Jadi anak itu bukan cuma soal belajar dan senyum-senyum di depan orang dewasa. Kadang, ada tekanan yang nggak kasat mata: dibanding-bandingkan dengan anak tetangga, teman, bahkan saudara sendiri. “Lihat si A, ranking terus. atau “Kenapa kamu nggak bisa seperti B yang sopan dan pintar?” Kalimat-kalimat sederhana itu mungkin dianggap motivasi oleh orangtua, tapi buat anak? Rasanya seperti dicap nggak cukup baik.
Dari sudut pandang Buddhis, membandingkan seperti anak dengan yang lain malah bikin derita bertambah, baik untuk anak maupun orangtua. Buddha mengajarkan upekkha atau keseimbangan batin: menerima bahwa setiap individu punya perjalanan hidup dan kemampuan unik. Ketimbang membandingkan, orangtua diajak untuk memahami dan mendukung anak sesuai potensinya.
Bayangkan kalau fokusnya bergeser ke “Apa yang bikin kamu nyaman belajar?” atau “Apa cita-cita kamu, dan gimana kita bisa capai bareng-bareng?” Lebih hangat, kan?

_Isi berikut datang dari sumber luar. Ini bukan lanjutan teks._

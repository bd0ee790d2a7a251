//! Headless mode for the sportstalk TUI.
//!
//! This module provides a way to run the TUI without a real terminal,
//! enabling E2E testing and automation. Actions are sent via channels
//! and screen state is captured after each render.

use crate::app::App;
use crate::event::Action;
use crate::request::RequestSlot;
use crate::theme::Theme;
use ratatui::{backend::TestBackend, buffer::Buffer, Terminal};
use sportstalk_engine::AnswerService;
use std::sync::Arc;
use tokio::sync::{mpsc, watch};
use tokio::task::JoinHandle;
use tracing::info;

/// Default terminal dimensions for headless mode.
pub const DEFAULT_WIDTH: u16 = 80;
pub const DEFAULT_HEIGHT: u16 = 24;

/// State captured from the headless TUI after each render.
#[derive(Debug, Clone, Default)]
pub struct HeadlessState {
    /// Text contents of the terminal buffer.
    pub screen_contents: String,
    /// Whether the TUI should quit.
    pub should_quit: bool,
    /// Whether an answer is outstanding.
    pub pending: bool,
    /// Number of messages in the transcript.
    pub message_count: usize,
}

/// Handle to control a headless TUI instance.
///
/// Use this to send actions and observe state changes.
pub struct HeadlessHandle {
    action_tx: mpsc::UnboundedSender<Action>,
    state_rx: watch::Receiver<HeadlessState>,
}

impl HeadlessHandle {
    /// Send an action to the TUI.
    ///
    /// Returns `true` if the action was sent successfully.
    pub fn send_action(&self, action: Action) -> bool {
        self.action_tx.send(action).is_ok()
    }

    /// Get the current state of the TUI.
    pub fn state(&self) -> HeadlessState {
        self.state_rx.borrow().clone()
    }

    /// Wait until a condition is met on the state.
    ///
    /// Returns the state when the condition is met, or `None` if timed out.
    pub async fn wait_for<F>(
        &mut self,
        condition: F,
        timeout: std::time::Duration,
    ) -> Option<HeadlessState>
    where
        F: Fn(&HeadlessState) -> bool,
    {
        let deadline = tokio::time::Instant::now() + timeout;

        loop {
            let state = self.state();
            if condition(&state) {
                return Some(state);
            }

            let remaining = deadline.saturating_duration_since(tokio::time::Instant::now());
            if remaining.is_zero() {
                return None;
            }

            if tokio::time::timeout(remaining, self.state_rx.changed())
                .await
                .is_err()
            {
                return None;
            }
        }
    }

    /// Wait for specific text to appear on screen.
    pub async fn wait_for_text(
        &mut self,
        text: &str,
        timeout: std::time::Duration,
    ) -> Option<HeadlessState> {
        let text = text.to_string();
        self.wait_for(|s| s.screen_contents.contains(&text), timeout)
            .await
    }

    /// Check if the TUI has quit.
    pub fn has_quit(&self) -> bool {
        self.state().should_quit
    }
}

/// Configuration for headless mode.
#[derive(Debug, Clone)]
pub struct HeadlessConfig {
    /// Terminal width.
    pub width: u16,
    /// Terminal height.
    pub height: u16,
    /// Tick rate in milliseconds.
    pub tick_rate_ms: u64,
    /// Color palette.
    pub theme: Theme,
}

impl Default for HeadlessConfig {
    fn default() -> Self {
        Self {
            width: DEFAULT_WIDTH,
            height: DEFAULT_HEIGHT,
            tick_rate_ms: 50, // Faster tick rate for testing
            theme: Theme::default(),
        }
    }
}

/// Run the TUI in headless mode.
///
/// Returns a handle to control the TUI and a join handle for the background task.
///
/// # Example
///
/// ```ignore
/// let (mut handle, task) = run_tui_headless(service, HeadlessConfig::default());
///
/// for c in "Who won?".chars() {
///     handle.send_action(Action::Insert(c));
/// }
/// handle.send_action(Action::Submit);
///
/// let state = handle.wait_for_text("Typing...", Duration::from_secs(1)).await;
///
/// handle.send_action(Action::Quit);
/// task.await.unwrap();
/// ```
pub fn run_tui_headless(
    service: Arc<dyn AnswerService>,
    config: HeadlessConfig,
) -> (HeadlessHandle, JoinHandle<Result<(), String>>) {
    let (action_tx, action_rx) = mpsc::unbounded_channel();
    let (state_tx, state_rx) = watch::channel(HeadlessState::default());

    let task = tokio::spawn(async move {
        run_headless_loop(service, config, action_rx, state_tx)
            .await
            .map_err(|e| e.to_string())
    });

    let handle = HeadlessHandle {
        action_tx,
        state_rx,
    };

    (handle, task)
}

async fn run_headless_loop(
    service: Arc<dyn AnswerService>,
    config: HeadlessConfig,
    mut action_rx: mpsc::UnboundedReceiver<Action>,
    state_tx: watch::Sender<HeadlessState>,
) -> Result<(), Box<dyn std::error::Error + Send + Sync>> {
    // Create test backend
    let backend = TestBackend::new(config.width, config.height);
    let mut terminal = Terminal::new(backend)?;

    let mut app = App::new(config.theme);
    let mut requests = RequestSlot::new();

    let tick_duration = std::time::Duration::from_millis(config.tick_rate_ms);

    loop {
        terminal.draw(|frame| crate::draw(&mut app, frame))?;

        // Capture screen contents
        let screen_contents = buffer_to_string(terminal.backend().buffer());

        // Update state
        let _ = state_tx.send(HeadlessState {
            screen_contents,
            should_quit: app.should_quit,
            pending: app.is_pending(),
            message_count: app.conversation.len(),
        });

        // Check for quit
        if app.should_quit {
            if requests.is_active() {
                info!("abandoning outstanding answer request");
            }
            requests.abort();
            break;
        }

        // Check for a completed answer (non-blocking)
        if let Some(outcome) = requests.poll().await {
            app.apply_outcome(outcome);
            continue;
        }

        // Wait for action or tick
        let action = tokio::select! {
            Some(action) = action_rx.recv() => action,
            () = tokio::time::sleep(tick_duration) => Action::None,
        };

        // Handle action
        if action != Action::None {
            crate::apply_action(&mut app, action, &mut requests, &service);
        }
    }

    Ok(())
}

/// Convert a terminal buffer to a string representation.
pub(crate) fn buffer_to_string(buffer: &Buffer) -> String {
    let area = buffer.area;
    let mut result = String::new();

    for y in area.y..area.y + area.height {
        for x in area.x..area.x + area.width {
            if let Some(cell) = buffer.cell((x, y)) {
                result.push_str(cell.symbol());
            }
        }
        // Trim trailing whitespace from each line
        while result.ends_with(' ') {
            result.pop();
        }
        result.push('\n');
    }

    // Remove trailing newline
    if result.ends_with('\n') {
        result.pop();
    }

    result
}
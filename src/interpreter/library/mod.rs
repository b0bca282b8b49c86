pub mod chain;
pub mod json;
pub mod list;
pub mod map;
pub mod string;
pub mod time;

pub use chain::ChainModule;
pub use json::JsonModule;
pub use list::ListModule;
pub use map::MapModule;
pub use string::StringModule;
pub use time::TimeModule;

use ahash::AHashMap;
use rust_decimal::prelude::ToPrimitive;
use rust_decimal::Decimal;
use std::collections::BTreeMap;
use std::fmt::Debug;
use std::sync::Arc;

use super::ast::FunctionName;
use crate::domain::{EvaluationContext, Value};
use crate::error::EvalError;

/// Version of the built-in function set. Bumped whenever a function is
/// added or its behaviour changes, since every node must agree on it.
pub const LIBRARY_VERSION: u32 = 1;

/// Accepted argument counts of a built-in.
#[derive(Debug, Clone, Copy, PartialEq, Eq)]
pub struct Arity {
    pub min: usize,
    pub max: usize,
}

impl Arity {
    pub const fn exactly(n: usize) -> Self {
        Arity { min: n, max: n }
    }

    pub const fn range(min: usize, max: usize) -> Self {
        Arity { min, max }
    }

    #[inline]
    pub fn accepts(&self, count: usize) -> bool {
        count >= self.min && count <= self.max
    }
}

/// One namespace of built-in functions (`Map`, `Json`, ...).
///
/// Implementations are stateless and deterministic: the result depends
/// only on the arguments and on the consensus inputs of the context.
pub trait LibraryModule: Send + Sync + Debug {
    /// Namespace name as written in expressions.
    fn name(&self) -> &'static str;

    /// Arity of `function`, or `None` if the module does not define it.
    fn arity(&self, function: &str) -> Option<Arity>;

    /// Invoke `function`. Arity has already been checked by the caller.
    fn call(
        &self,
        function: &str,
        args: &[Value],
        ctx: &EvaluationContext<'_>,
    ) -> Result<Value, EvalError>;
}

/// Registry of built-in modules, read-only once built.
#[derive(Debug, Clone)]
pub struct Library {
    modules: AHashMap<&'static str, Arc<dyn LibraryModule>>,
    version: u32,
}

impl Library {
    /// Library without any module.
    pub fn empty() -> Self {
        Library {
            modules: AHashMap::new(),
            version: LIBRARY_VERSION,
        }
    }

    /// The standard built-in set.
    pub fn standard() -> Self {
        let mut library = Library::empty();
        library.register(Arc::new(TimeModule));
        library.register(Arc::new(MapModule));
        library.register(Arc::new(ListModule));
        library.register(Arc::new(StringModule));
        library.register(Arc::new(JsonModule));
        library.register(Arc::new(ChainModule));
        library
    }

    /// Add or replace a module.
    pub fn register(&mut self, module: Arc<dyn LibraryModule>) {
        self.modules.insert(module.name(), module);
    }

    pub fn version(&self) -> u32 {
        self.version
    }

    /// Arity of a function, `None` when unknown.
    pub fn arity(&self, function: &FunctionName) -> Option<Arity> {
        self.modules
            .get(function.module.as_str())
            .and_then(|m| m.arity(&function.name))
    }

    /// Call a function after checking it exists and accepts `args`.
    pub fn call(
        &self,
        function: &FunctionName,
        args: &[Value],
        ctx: &EvaluationContext<'_>,
    ) -> Result<Value, EvalError> {
        let module = self
            .modules
            .get(function.module.as_str())
            .ok_or_else(|| EvalError::UndefinedReference(function.to_string()))?;
        let arity = module
            .arity(&function.name)
            .ok_or_else(|| EvalError::UndefinedReference(function.to_string()))?;

        if !arity.accepts(args.len()) {
            return Err(EvalError::type_mismatch(format!(
                "{function} expects {} to {} arguments, got {}",
                arity.min,
                arity.max,
                args.len()
            )));
        }

        module.call(&function.name, args, ctx)
    }
}

impl Default for Library {
    fn default() -> Self {
        Library::standard()
    }
}

fn mismatch(function: &str, position: usize, expected: &str, got: &Value) -> EvalError {
    EvalError::type_mismatch(format!(
        "{function}: argument {} must be a {expected}, got {}",
        position + 1,
        got.type_name()
    ))
}

pub(crate) fn arg_map<'v>(
    function: &str,
    args: &'v [Value],
    position: usize,
) -> Result<&'v BTreeMap<String, Value>, EvalError> {
    let value = &args[position];
    value
        .as_map()
        .ok_or_else(|| mismatch(function, position, "map", value))
}

pub(crate) fn arg_list<'v>(
    function: &str,
    args: &'v [Value],
    position: usize,
) -> Result<&'v [Value], EvalError> {
    let value = &args[position];
    value
        .as_list()
        .ok_or_else(|| mismatch(function, position, "list", value))
}

pub(crate) fn arg_str<'v>(
    function: &str,
    args: &'v [Value],
    position: usize,
) -> Result<&'v str, EvalError> {
    let value = &args[position];
    value
        .as_str()
        .ok_or_else(|| mismatch(function, position, "string", value))
}

pub(crate) fn arg_number(
    function: &str,
    args: &[Value],
    position: usize,
) -> Result<Decimal, EvalError> {
    let value = &args[position];
    value
        .as_number()
        .ok_or_else(|| mismatch(function, position, "number", value))
}

/// Non-negative integer argument usable as an index.
pub(crate) fn arg_index(
    function: &str,
    args: &[Value],
    position: usize,
) -> Result<usize, EvalError> {
    let n = arg_number(function, args, position)?;
    if !n.fract().is_zero() || n.is_sign_negative() {
        return Err(mismatch(function, position, "non-negative integer", &args[position]));
    }
    n.to_usize()
        .ok_or_else(|| mismatch(function, position, "non-negative integer", &args[position]))
}

/// Run `f` with an inherit context over default transactions.
#[cfg(test)]
pub(crate) fn with_test_context<R>(f: impl FnOnce(&EvaluationContext<'_>) -> R) -> R {
    use crate::domain::{ChainSnapshot, ConsensusEnv, Transaction};

    let chain = ChainSnapshot::new();
    let env = ConsensusEnv::new(0, &chain);
    let tx = Transaction::default();
    let ctx = EvaluationContext::inherit(&tx, &tx, &env);
    f(&ctx)
}
//! Implicit first argument for built-in calls.
//!
//! In a rule such as `content: {call: {function: String.size}}` the call
//! is missing its first argument. The rewrite fills it with the subject's
//! value for the rule's property (`next.content` in an inherit block), so
//! that the rule reads like `String.size(next.content)`.

use super::ast::{Call, Expr, Reference};
use super::library::Library;
use crate::domain::transaction::is_field;
use crate::domain::{ConditionKind, Value};

/// Rewrite `expr` for a rule on `property`, injecting
/// `<subject>.<property>` into every call that is one argument short.
///
/// Properties outside the transaction schema are left untouched.
pub fn apply_sugar(expr: Expr, kind: ConditionKind, property: &str, library: &Library) -> Expr {
    if !is_field(property) {
        return expr;
    }
    let subject = Reference::new(kind.subject(), vec![property.to_string()]);
    rewrite(expr, &Expr::Ref(subject), library)
}

/// Same rewrite with an already evaluated first argument.
pub fn inject_argument(expr: Expr, value: Value, library: &Library) -> Expr {
    rewrite(expr, &Expr::Literal(value), library)
}

fn rewrite(expr: Expr, first: &Expr, library: &Library) -> Expr {
    match expr {
        Expr::Call(call) => Expr::Call(complete(call, first, library)),
        Expr::Not(inner) => Expr::Not(Box::new(rewrite(*inner, first, library))),
        Expr::Binary(op, lhs, rhs) => Expr::Binary(
            op,
            Box::new(rewrite(*lhs, first, library)),
            Box::new(rewrite(*rhs, first, library)),
        ),
        Expr::If(cond, then, otherwise) => Expr::If(
            Box::new(rewrite(*cond, first, library)),
            Box::new(rewrite(*then, first, library)),
            Box::new(rewrite(*otherwise, first, library)),
        ),
        Expr::Let(name, value, body) => {
            let value = rewrite(*value, first, library);
            // a local named like the subject hides it inside the body
            let shadowed = matches!(first, Expr::Ref(r) if r.root == name);
            let body = if shadowed {
                *body
            } else {
                rewrite(*body, first, library)
            };
            Expr::Let(name, Box::new(value), Box::new(body))
        }
        other => other,
    }
}

/// Arguments of a call are never rewritten themselves.
fn complete(mut call: Call, first: &Expr, library: &Library) -> Call {
    let Some(arity) = library.arity(&call.function) else {
        return call;
    };
    let given = call.args.len();
    if given < arity.min && arity.accepts(given + 1) {
        call.args.insert(0, first.clone());
    }
    call
}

Anak merasa dihargai, dan orangtua nggak stres karena terlalu memaksa. Jadi. sebelum membandingkan anak dengan yang lain, coba refleksi. Apakah itu akan membawa manfaat?
Dalam Dharma, cinta kasih dan pengertian adalah kunci. Dengan begitu, keluarga bisa jadi tempt bertumbuh, bukan tempt berkompetisi.